===== Raw data

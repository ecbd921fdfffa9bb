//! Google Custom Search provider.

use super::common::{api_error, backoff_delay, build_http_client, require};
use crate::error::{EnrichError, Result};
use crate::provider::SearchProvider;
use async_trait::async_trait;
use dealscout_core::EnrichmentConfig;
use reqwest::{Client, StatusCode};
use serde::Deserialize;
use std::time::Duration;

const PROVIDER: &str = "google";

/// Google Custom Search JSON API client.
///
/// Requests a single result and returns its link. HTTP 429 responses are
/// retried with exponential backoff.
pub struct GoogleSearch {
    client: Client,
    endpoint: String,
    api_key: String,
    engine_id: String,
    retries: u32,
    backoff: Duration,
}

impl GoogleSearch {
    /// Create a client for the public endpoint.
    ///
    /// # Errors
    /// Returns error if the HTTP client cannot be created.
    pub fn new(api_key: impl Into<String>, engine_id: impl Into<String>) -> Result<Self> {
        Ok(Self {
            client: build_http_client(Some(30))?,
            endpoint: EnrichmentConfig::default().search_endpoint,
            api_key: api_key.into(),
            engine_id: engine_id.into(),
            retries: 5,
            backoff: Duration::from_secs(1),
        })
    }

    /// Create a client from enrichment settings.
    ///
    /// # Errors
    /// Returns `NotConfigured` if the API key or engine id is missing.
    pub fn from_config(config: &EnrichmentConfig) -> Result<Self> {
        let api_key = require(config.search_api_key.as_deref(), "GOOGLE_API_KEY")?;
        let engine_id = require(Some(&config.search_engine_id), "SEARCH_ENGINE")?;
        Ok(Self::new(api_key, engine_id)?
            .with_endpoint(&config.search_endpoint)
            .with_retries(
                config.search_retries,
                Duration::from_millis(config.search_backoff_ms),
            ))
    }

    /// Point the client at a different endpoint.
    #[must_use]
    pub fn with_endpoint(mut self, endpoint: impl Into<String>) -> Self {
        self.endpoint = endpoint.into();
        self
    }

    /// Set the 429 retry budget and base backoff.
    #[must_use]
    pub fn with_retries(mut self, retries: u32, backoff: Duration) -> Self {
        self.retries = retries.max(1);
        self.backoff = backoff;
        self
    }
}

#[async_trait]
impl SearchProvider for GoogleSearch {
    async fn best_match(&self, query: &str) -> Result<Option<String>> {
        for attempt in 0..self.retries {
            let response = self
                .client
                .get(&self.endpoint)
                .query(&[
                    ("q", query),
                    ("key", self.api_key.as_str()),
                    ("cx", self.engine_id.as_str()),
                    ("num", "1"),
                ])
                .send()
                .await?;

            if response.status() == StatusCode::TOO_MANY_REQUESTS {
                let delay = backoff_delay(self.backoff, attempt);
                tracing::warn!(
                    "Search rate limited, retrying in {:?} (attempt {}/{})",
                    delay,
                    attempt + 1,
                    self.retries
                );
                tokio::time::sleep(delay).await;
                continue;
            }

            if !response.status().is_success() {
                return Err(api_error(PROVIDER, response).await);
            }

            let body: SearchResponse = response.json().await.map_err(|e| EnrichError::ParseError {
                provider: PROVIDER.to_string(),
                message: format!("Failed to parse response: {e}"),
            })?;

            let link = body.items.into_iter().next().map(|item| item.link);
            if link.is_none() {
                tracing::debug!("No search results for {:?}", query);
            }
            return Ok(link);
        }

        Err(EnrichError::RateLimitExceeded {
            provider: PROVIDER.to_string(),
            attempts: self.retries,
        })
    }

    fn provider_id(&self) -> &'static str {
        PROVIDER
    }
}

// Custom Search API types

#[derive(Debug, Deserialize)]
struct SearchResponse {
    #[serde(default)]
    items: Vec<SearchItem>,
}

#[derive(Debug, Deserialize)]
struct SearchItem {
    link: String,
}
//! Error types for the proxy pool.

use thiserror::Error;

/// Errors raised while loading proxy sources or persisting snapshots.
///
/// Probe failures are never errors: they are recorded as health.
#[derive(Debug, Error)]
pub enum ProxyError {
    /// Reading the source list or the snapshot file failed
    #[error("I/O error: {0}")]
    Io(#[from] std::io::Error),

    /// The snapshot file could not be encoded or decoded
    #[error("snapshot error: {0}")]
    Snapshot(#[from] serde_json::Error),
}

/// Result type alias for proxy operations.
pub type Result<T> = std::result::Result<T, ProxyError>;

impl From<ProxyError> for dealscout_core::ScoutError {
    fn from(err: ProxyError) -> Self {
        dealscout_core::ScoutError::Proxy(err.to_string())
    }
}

==========
===== Raw data

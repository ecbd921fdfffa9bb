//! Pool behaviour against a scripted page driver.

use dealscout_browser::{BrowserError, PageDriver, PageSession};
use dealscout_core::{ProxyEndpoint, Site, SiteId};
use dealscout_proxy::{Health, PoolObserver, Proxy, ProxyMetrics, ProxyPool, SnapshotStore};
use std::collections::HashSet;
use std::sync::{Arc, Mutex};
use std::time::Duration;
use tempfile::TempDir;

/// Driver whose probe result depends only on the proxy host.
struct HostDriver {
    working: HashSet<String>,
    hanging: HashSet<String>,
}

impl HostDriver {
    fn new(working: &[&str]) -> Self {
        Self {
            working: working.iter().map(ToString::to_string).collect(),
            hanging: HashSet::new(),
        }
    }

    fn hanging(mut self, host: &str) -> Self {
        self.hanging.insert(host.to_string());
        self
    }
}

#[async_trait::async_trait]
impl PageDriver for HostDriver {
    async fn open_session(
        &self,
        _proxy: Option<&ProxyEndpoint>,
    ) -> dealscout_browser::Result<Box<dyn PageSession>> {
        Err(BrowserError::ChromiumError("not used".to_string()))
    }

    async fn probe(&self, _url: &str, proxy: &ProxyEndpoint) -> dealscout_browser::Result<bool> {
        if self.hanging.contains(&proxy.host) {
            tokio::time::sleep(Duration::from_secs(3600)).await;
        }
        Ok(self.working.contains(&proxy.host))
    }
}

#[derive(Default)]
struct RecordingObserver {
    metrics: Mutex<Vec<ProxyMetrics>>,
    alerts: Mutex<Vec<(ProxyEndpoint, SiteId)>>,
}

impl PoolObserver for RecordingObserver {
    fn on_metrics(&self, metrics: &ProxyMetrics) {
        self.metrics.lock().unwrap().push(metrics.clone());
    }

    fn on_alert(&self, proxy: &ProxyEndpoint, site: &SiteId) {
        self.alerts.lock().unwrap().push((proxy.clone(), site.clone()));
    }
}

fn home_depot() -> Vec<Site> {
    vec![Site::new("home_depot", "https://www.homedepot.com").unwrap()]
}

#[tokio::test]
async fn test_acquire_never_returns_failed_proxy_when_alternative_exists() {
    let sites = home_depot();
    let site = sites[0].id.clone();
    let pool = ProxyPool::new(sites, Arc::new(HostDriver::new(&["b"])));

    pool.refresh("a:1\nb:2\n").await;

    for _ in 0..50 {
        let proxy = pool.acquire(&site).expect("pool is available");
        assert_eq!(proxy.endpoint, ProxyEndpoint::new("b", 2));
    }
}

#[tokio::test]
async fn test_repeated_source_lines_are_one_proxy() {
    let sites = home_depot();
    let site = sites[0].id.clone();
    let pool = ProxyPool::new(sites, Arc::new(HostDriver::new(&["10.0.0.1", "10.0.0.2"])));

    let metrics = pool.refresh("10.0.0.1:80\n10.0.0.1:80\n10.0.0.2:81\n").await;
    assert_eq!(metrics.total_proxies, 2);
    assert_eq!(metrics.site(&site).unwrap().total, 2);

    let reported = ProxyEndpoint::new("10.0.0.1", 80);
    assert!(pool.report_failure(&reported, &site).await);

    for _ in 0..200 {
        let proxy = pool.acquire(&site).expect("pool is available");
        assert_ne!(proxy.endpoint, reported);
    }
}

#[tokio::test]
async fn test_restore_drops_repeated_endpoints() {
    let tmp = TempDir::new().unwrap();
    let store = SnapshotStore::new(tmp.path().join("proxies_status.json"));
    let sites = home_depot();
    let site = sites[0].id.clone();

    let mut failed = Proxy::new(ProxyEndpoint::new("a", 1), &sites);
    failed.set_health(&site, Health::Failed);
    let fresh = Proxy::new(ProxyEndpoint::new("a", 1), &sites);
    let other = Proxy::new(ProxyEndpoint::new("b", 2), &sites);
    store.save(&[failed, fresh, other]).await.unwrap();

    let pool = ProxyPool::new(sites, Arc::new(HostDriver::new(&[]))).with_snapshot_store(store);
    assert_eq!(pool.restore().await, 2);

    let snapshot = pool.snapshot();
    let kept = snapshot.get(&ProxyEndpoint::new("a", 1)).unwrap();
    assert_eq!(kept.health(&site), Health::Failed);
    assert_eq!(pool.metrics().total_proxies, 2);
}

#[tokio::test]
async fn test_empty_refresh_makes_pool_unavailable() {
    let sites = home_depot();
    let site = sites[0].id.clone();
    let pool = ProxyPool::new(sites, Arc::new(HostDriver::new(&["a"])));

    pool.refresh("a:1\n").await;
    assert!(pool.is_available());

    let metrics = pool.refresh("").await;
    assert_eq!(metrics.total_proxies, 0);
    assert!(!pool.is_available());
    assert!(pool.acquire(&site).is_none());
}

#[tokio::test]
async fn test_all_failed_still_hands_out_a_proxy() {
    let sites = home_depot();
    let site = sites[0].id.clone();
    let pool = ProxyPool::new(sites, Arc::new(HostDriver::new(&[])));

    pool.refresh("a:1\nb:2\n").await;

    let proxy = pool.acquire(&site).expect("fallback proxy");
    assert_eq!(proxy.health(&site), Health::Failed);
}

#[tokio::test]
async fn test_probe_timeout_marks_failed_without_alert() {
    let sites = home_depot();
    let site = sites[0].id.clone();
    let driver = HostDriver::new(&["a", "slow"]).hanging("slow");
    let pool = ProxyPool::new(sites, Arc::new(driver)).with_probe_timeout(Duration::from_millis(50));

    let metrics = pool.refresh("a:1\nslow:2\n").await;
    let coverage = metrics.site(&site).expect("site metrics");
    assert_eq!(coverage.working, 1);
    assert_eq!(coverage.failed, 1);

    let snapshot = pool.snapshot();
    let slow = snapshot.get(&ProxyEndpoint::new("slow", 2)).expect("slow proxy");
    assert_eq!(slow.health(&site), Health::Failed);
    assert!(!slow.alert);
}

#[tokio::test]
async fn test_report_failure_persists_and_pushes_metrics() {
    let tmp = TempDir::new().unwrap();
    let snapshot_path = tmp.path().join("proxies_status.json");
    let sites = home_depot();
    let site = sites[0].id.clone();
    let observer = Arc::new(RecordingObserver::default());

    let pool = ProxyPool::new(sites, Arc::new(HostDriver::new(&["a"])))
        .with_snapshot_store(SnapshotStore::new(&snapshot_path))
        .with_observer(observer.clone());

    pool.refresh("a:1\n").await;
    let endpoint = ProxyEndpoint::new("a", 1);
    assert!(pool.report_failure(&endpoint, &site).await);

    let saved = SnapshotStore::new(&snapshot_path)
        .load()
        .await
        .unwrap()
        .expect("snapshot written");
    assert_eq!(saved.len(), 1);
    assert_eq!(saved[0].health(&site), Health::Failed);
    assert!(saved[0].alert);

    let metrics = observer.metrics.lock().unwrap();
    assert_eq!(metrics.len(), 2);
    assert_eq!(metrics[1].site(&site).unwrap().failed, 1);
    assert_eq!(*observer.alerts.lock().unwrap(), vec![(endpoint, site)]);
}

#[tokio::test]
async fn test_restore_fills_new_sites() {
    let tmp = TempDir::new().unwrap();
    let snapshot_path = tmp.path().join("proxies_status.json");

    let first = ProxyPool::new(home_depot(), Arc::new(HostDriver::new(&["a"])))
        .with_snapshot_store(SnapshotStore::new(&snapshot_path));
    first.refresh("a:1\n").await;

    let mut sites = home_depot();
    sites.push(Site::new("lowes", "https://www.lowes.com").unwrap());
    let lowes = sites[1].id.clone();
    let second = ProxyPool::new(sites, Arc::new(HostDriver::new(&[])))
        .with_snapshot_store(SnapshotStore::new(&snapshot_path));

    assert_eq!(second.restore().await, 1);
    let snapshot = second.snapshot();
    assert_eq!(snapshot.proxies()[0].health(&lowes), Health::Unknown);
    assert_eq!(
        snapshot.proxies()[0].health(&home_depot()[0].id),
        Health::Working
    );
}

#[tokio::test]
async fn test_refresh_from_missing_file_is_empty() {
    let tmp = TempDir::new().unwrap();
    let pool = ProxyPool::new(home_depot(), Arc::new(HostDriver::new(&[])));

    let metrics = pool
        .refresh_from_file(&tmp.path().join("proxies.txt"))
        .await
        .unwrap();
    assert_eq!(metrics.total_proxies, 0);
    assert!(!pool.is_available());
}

==========

A count is all that should be returned: the number of lines in these records containing the string "other".

Answer below - 2